Today we are diving into the land of fantasy. Katie was hugely influenced in her childhood by Avatar the Last Airbender. It's a story centered around the four elements: fire, water, wind, and earth. There is also a side world connected to it called the Spirit World full of entities that possess different powers or abilities. In the beginning of the creation of the physical realm many powerful spirits chose to give up their mortality in order to create the Earth. The two we are discussing today are Tui and La representing the Moon and the ocean. They created a secret place in the North where they lived as two fish and were guarded by the Water Nation. They represent the necessary push and pull of life. We see this everywhere in nature.

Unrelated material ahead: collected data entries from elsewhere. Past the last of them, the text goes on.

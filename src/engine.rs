use crate::bus::SessionBus;
use crate::clock::SessionClock;
use crate::config::{SessionConfig, TransportMode};
use crate::prediction::{
    ClientEvent, HttpPredictor, PredictionClient, Predictor, RequestTransport, Transport,
    TransportError, UiMessage, connect_stream,
};
use crate::session::Session;
use crossbeam::channel::{Receiver, Sender};
use serde_json::{Value, json};
use std::path::PathBuf;
use std::sync::Arc;
use std::time::Duration;
use thiserror::Error;
use tracing::{debug, info, warn};

/// Upper bound on how long the loop sleeps when no flush is pending.
const IDLE_WAIT: Duration = Duration::from_millis(250);

#[derive(Debug, Clone)]
pub enum SessionCommand {
    KeyDown { pitch: u8, velocity: u8 },
    KeyUp { pitch: u8 },
    SendUi { message: UiMessage, payload: Value },
    SaveMidi,
    Shutdown,
}

#[derive(Debug, Clone)]
pub enum SessionUpdate {
    PhraseSent { notes: usize, duration: f64 },
    Predicted { accepted: usize, discarded: usize },
    ModelList(Value),
    ModelAdded(Value),
    UiConfig(Value),
    MidiSaved { path: PathBuf },
    Disconnected { reason: String },
    Error { message: String },
}

#[derive(Debug, Error)]
pub enum SessionError {
    #[error("failed to connect to predictor: {0}")]
    Transport(#[from] TransportError),
    #[error("failed to start session thread: {0}")]
    Thread(#[from] std::io::Error),
}

pub struct SessionHandle {
    pub command_tx: Sender<SessionCommand>,
    pub update_rx: Receiver<SessionUpdate>,
    pub clock: SessionClock,
}

/// Starts the session thread. Sinks on `bus` that schedule output must
/// share `clock` with the session.
pub fn spawn_session(
    config: SessionConfig,
    clock: SessionClock,
    bus: SessionBus,
) -> Result<SessionHandle, SessionError> {
    let predictor = HttpPredictor::new(config.predictor_url.clone(), config.request_timeout());
    spawn_session_with(config, clock, bus, Arc::new(predictor))
}

/// Same as `spawn_session` with the request/response predictor supplied.
pub fn spawn_session_with(
    config: SessionConfig,
    clock: SessionClock,
    mut bus: SessionBus,
    predictor: Arc<dyn Predictor>,
) -> Result<SessionHandle, SessionError> {
    let (command_tx, command_rx) = crossbeam::channel::unbounded();
    let (update_tx, update_rx) = crossbeam::channel::unbounded();
    let (client_tx, client_rx) = crossbeam::channel::unbounded();

    let transport = match config.mode {
        TransportMode::Request => {
            Transport::Request(RequestTransport::new(predictor, client_tx.clone()))
        }
        TransportMode::Streaming => {
            Transport::Stream(connect_stream(&config.stream_url, client_tx.clone())?)
        }
    };

    let mut client = PredictionClient::new(transport, &config);
    if client.is_streaming() {
        // the predictor keeps per-client note state
        client.send_ui(UiMessage::Reload, json!({}));
    }

    bus.set_updates(update_tx);
    let session = Session::new(&config, client, bus);

    std::thread::Builder::new()
        .name("duet-session".into())
        .spawn(move || {
            session_thread(session, clock, command_rx, client_rx);
        })?;

    info!(mode = ?config.mode, "session started");
    Ok(SessionHandle {
        command_tx,
        update_rx,
        clock,
    })
}

fn session_thread(
    mut session: Session,
    clock: SessionClock,
    command_rx: Receiver<SessionCommand>,
    mut client_rx: Receiver<ClientEvent>,
) {
    loop {
        let timeout = session
            .next_deadline()
            .map_or(IDLE_WAIT, |deadline| clock.until(deadline).min(IDLE_WAIT));

        let mut transports_gone = false;
        crossbeam::select! {
            recv(command_rx) -> command => match command {
                Ok(SessionCommand::Shutdown) | Err(_) => break,
                Ok(command) => apply_command(&mut session, command, clock.now()),
            },
            recv(client_rx) -> event => match event {
                Ok(event) => session.handle_client_event(event, clock.now()),
                Err(_) => transports_gone = true,
            },
            default(timeout) => {},
        }

        if transports_gone {
            // a disconnected receiver is always ready; keep serving commands
            debug!("no transport left, waiting on commands only");
            client_rx = crossbeam::channel::never();
        }

        session.poll(clock.now());
    }

    info!("session stopped");
}

fn apply_command(session: &mut Session, command: SessionCommand, now: f64) {
    match command {
        SessionCommand::KeyDown { pitch, velocity } => session.key_down(pitch, velocity, now),
        SessionCommand::KeyUp { pitch } => session.key_up(pitch, now),
        SessionCommand::SendUi { message, payload } => session.send_ui(message, payload),
        SessionCommand::SaveMidi => match session.save_midi() {
            Ok(path) => session.publish(SessionUpdate::MidiSaved { path }),
            Err(e) => {
                warn!("failed to save MIDI: {}", e);
                session.publish(SessionUpdate::Error {
                    message: format!("Failed to save MIDI: {}", e),
                });
            }
        },
        SessionCommand::Shutdown => {}
    }
}
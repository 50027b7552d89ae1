mod http;
pub mod protocol;
mod stream;

use std::sync::Arc;
use std::thread;

use crossbeam::channel::Sender;
use serde::{Deserialize, Serialize};
use serde_json::Value;
use thiserror::Error;
use tracing::{debug, warn};

use crate::config::SessionConfig;
use crate::events::Instrument;
use crate::timing::{Phrase, PhraseNote};

pub use http::{HttpPredictor, Predictor};
pub use protocol::{InboundMessage, OutboundMessage, PredictionKind, ProtocolError, UiMessage};
pub use stream::{StreamHandle, TransportError, connect_stream};

#[derive(Debug, Error)]
pub enum PredictionError {
    #[error("predictor answered with HTTP {0}")]
    Status(u16),
    #[error("prediction request timed out")]
    Timeout,
    #[error("prediction transport failed: {0}")]
    Transport(String),
    #[error("failed to read prediction response: {0}")]
    Io(#[from] std::io::Error),
    #[error("malformed prediction payload: {0}")]
    Malformed(#[from] serde_json::Error),
}

/// A note as the predictor returns it, relative to the moment it answered.
#[derive(Debug, Clone, PartialEq, Serialize, Deserialize)]
pub struct PredictedNote {
    pub pitch: u8,
    pub velocity: u8,
    pub start_time: f64,
    pub end_time: f64,
    pub instrument: u8,
    /// Sent by some predictors, never used for scheduling.
    #[serde(default, skip_serializing_if = "Option::is_none")]
    pub duration: Option<f64>,
}

pub fn decode_predictions(body: &str) -> Result<Vec<PredictedNote>, PredictionError> {
    Ok(serde_json::from_str(body)?)
}

#[derive(Debug, Clone, PartialEq)]
pub struct PredictionRequest {
    pub notes: Vec<PhraseNote>,
    /// Seconds of output asked for: phrase length plus a clamped extension.
    pub duration: f64,
}

impl PredictionRequest {
    pub fn from_phrase(phrase: &Phrase, min_additional: f64, max_additional: f64) -> Self {
        let length = phrase.duration();
        let additional = length.min(max_additional).max(min_additional);
        Self {
            notes: phrase.to_wire(),
            duration: length + additional,
        }
    }
}

/// A predicted note placed on the session clock.
#[derive(Debug, Clone, Copy, PartialEq)]
pub struct ScheduledNote {
    pub pitch: u8,
    pub velocity: u8,
    pub instrument: Instrument,
    pub start: f64,
    pub end: f64,
}

#[derive(Debug, Clone, Default, PartialEq)]
pub struct ScheduleOutcome {
    pub accepted: Vec<ScheduledNote>,
    pub discarded: usize,
}

/// Latest AI note start already scheduled. Nothing is ever scheduled at or
/// before it, so late or overlapping answers cannot rewind AI playback.
#[derive(Debug, Clone, Copy, Default)]
pub struct Watermark {
    value: f64,
}

impl Watermark {
    pub fn value(&self) -> f64 {
        self.value
    }

    /// Strictly later starts only: of several notes sharing a start time
    /// (a chord), just the first one is admitted.
    pub fn admit(&mut self, start: f64) -> bool {
        if start > self.value {
            self.value = start;
            true
        } else {
            false
        }
    }
}

/// Results posted back to the session thread by transports.
#[derive(Debug)]
pub enum ClientEvent {
    Predicted(Result<Vec<PredictedNote>, PredictionError>),
    Inbound(InboundMessage),
    Disconnected(String),
}

pub struct RequestTransport {
    predictor: Arc<dyn Predictor>,
    replies: Sender<ClientEvent>,
}

impl RequestTransport {
    pub fn new(predictor: Arc<dyn Predictor>, replies: Sender<ClientEvent>) -> Self {
        Self { predictor, replies }
    }

    /// Runs the request off the session thread; the answer comes back as a
    /// `ClientEvent::Predicted`.
    fn dispatch(&self, request: PredictionRequest) {
        let predictor = Arc::clone(&self.predictor);
        let replies = self.replies.clone();
        let spawned = thread::Builder::new()
            .name("prediction-request".into())
            .spawn(move || {
                let result = predictor.predict(&request);
                let _ = replies.send(ClientEvent::Predicted(result));
            });
        if let Err(e) = spawned {
            warn!("failed to spawn prediction request: {}", e);
        }
    }
}

pub enum Transport {
    Request(RequestTransport),
    Stream(StreamHandle),
}

pub struct PredictionClient {
    transport: Transport,
    watermark: Watermark,
    latency_offset: f64,
    min_additional: f64,
    max_additional: f64,
}

impl PredictionClient {
    pub fn new(transport: Transport, config: &SessionConfig) -> Self {
        Self {
            transport,
            watermark: Watermark::default(),
            latency_offset: config.latency_offset,
            min_additional: config.min_additional,
            max_additional: config.max_additional,
        }
    }

    pub fn is_streaming(&self) -> bool {
        matches!(self.transport, Transport::Stream(_))
    }

    pub fn watermark(&self) -> f64 {
        self.watermark.value()
    }

    /// Hands a phrase to the predictor. Empty phrases are never sent.
    pub fn send_phrase(&mut self, phrase: &Phrase) -> Option<PredictionRequest> {
        if phrase.is_empty() {
            return None;
        }
        let Transport::Request(transport) = &self.transport else {
            debug!("phrase flush ignored in streaming mode");
            return None;
        };

        let request = PredictionRequest::from_phrase(phrase, self.min_additional, self.max_additional);
        debug!(
            notes = request.notes.len(),
            duration = request.duration,
            "sending phrase"
        );
        transport.dispatch(request.clone());
        Some(request)
    }

    /// Forwards one message over the streaming channel; a no-op otherwise.
    pub fn emit(&mut self, message: OutboundMessage) {
        match &self.transport {
            Transport::Stream(stream) => {
                if let Err(e) = stream.emit(message) {
                    warn!("failed to forward to predictor: {}", e);
                }
            }
            Transport::Request(_) => {
                debug!(?message, "no streaming channel, message dropped");
            }
        }
    }

    pub fn send_ui(&mut self, message: UiMessage, payload: Value) {
        self.emit(OutboundMessage::Ui { message, payload });
    }

    /// Anchors a batch at `now` plus the fixed latency offset.
    pub fn schedule(&mut self, notes: Vec<PredictedNote>, now: f64) -> ScheduleOutcome {
        self.schedule_at(notes, now + self.latency_offset)
    }

    pub fn schedule_at(&mut self, notes: Vec<PredictedNote>, anchor: f64) -> ScheduleOutcome {
        let mut outcome = ScheduleOutcome::default();

        for note in notes {
            let Some(instrument) = Instrument::from_code(note.instrument).filter(|i| i.is_predictable())
            else {
                outcome.discarded += 1;
                continue;
            };

            let start = anchor + note.start_time;
            if !self.watermark.admit(start) {
                debug!(pitch = note.pitch, start, watermark = self.watermark.value(), "stale prediction discarded");
                outcome.discarded += 1;
                continue;
            }

            outcome.accepted.push(ScheduledNote {
                pitch: note.pitch,
                velocity: note.velocity.min(127),
                instrument,
                start,
                end: (anchor + note.end_time).max(start),
            });
        }

        outcome
    }
}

Stephanie talks about centripetal and centrifugal forces, where one pushes and one pulls, and yet when they work together we are held in orbit. Without the push and pull we couldn't exist. And the balance is so delicate! How have we not flown wildly out of orbit? What keeps this balance? Some other examples in nature:

  • The symbiosis of trees exchanging carbon dioxide for oxygen
  • Weather patterns
  • Bodily cycles that involve contracting and expanding: breath, circulatory system, musculature, etc.

Birth itself is a beautiful example. Consider the uterus and how it is designed to be a contract and expand organ. When you're pregnant, the mass of the uterus muscle is down toward the cervix which helps maintain the placenta and keep the baby in its place. During labor that muscle migrates or ripples, through each contraction, up toward the top. This process thins, effaces, and dilates the cervix making birth possible. This top-heavy uterus also applies downward pressure on the baby to aid in the delivery process.

Labor is typified by push and pull, both physically and emotionally. The word contraction speaks exactly to the physiology of what's happening. Sometimes we swap that term for "expansion," and yet the uterus is actually contracting during a contraction. We can reclaim the term and hold it more neutrally, or infuse it with power, rather than stigmatizing it as painful. However, in between contractions is when the softening occurs. Labor is the marriage of work and rest. Emotionally, you will have times have confidence and strength and exertion, and times of receiving, needing, and doubt. This is both good and natural.

Katie speaks the importance of this balance, to not try to push, push, push our way through birth or life. We are more conditioned to being strong than we are to being soft and vulnerable. Stephanie mentions how the phrase "empowered birth" too often implies "I didn't need any interventions" or "I was quiet and internal." But it can look like so many different things! You can ask for help, require interventions, and have things entirely against what you had planned AND it can still be empowering based on your balance of the push and pull. Let us have reverence for the complex and delicate process of birth, to release expectations and self-judgement. Psychology and science are starting to ask how our emotional and mental well-being interact with our physical well-being. For so long in our culture these areas were disconnected. We're starting to understand that all the different aspects of who we are are interconnected.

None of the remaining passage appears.